Task to complete ▸
How many lines of the data contain "Clone"? Reply with the number alone.
Record set: Begin
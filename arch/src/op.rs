use num_enum::{IntoPrimitive, TryFromPrimitive};
use serde::{Deserialize, Serialize};
use strum::{Display, EnumCount, EnumIter, EnumString, IntoStaticStr};

use crate::Word;

#[derive(
    Debug,
    Clone,
    Copy,
    PartialEq,
    Eq,
    Hash,
    Serialize,
    Deserialize,
    TryFromPrimitive,
    IntoPrimitive,
    EnumString,
    Display,
    IntoStaticStr,
    EnumIter,
    EnumCount,
)]
#[strum(serialize_all = "lowercase")]
#[repr(u8)]
pub enum Opcode {
    HALT,
    CLRR,
    CLRX,
    CLRM,
    CLRB,
    MOVIR,
    MOVRR,
    MOVRM,
    MOVMR,
    MOVXR,
    MOVAR,
    MOVB,
    ADDIR,
    ADDRR,
    ADDMR,
    ADDXR,
    SUBIR,
    SUBRR,
    SUBMR,
    SUBXR,
    MULIR,
    MULRR,
    MULMR,
    MULXR,
    DIVIR,
    DIVRR,
    DIVMR,
    DIVXR,
    JMP,
    SOJZ,
    SOJNZ,
    AOJZ,
    AOJNZ,
    CMPIR,
    CMPRR,
    CMPMR,
    JMPN,
    JMPZ,
    JMPP,
    JSR,
    RET,
    PUSH,
    POP,
    STACKC,
    OUTCI,
    OUTCR,
    OUTCX,
    OUTCB,
    READI,
    PRINTI,
    READC,
    READLN,
    BRK,
    MOVRX,
    MOVXX,
    OUTS,
    NOP,
    JMPNE,
}

impl Opcode {
    /// Decode a memory word. Anything outside `0..=57` is not an opcode.
    pub fn from_word(word: Word) -> Option<Self> {
        u8::try_from(word)
            .ok()
            .and_then(|byte| Self::try_from(byte).ok())
    }

    pub fn word(self) -> Word {
        u8::from(self) as Word
    }

    pub fn mnemonic(self) -> &'static str {
        self.into()
    }
}

/// Operand kinds. `Reg` and `Ind` share the `rN` syntax and are both
/// encoded as a bare register index; only the opcode tells them apart.
#[derive(Debug, Clone, Copy, PartialEq, Eq, Serialize, Deserialize, Display)]
pub enum Arg {
    #[strum(serialize = "register")]
    Reg,
    #[strum(serialize = "immediate")]
    Imm,
    #[strum(serialize = "label")]
    Label,
    #[strum(serialize = "indirect")]
    Ind,
}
Record set: End
Finished exercise ▸
2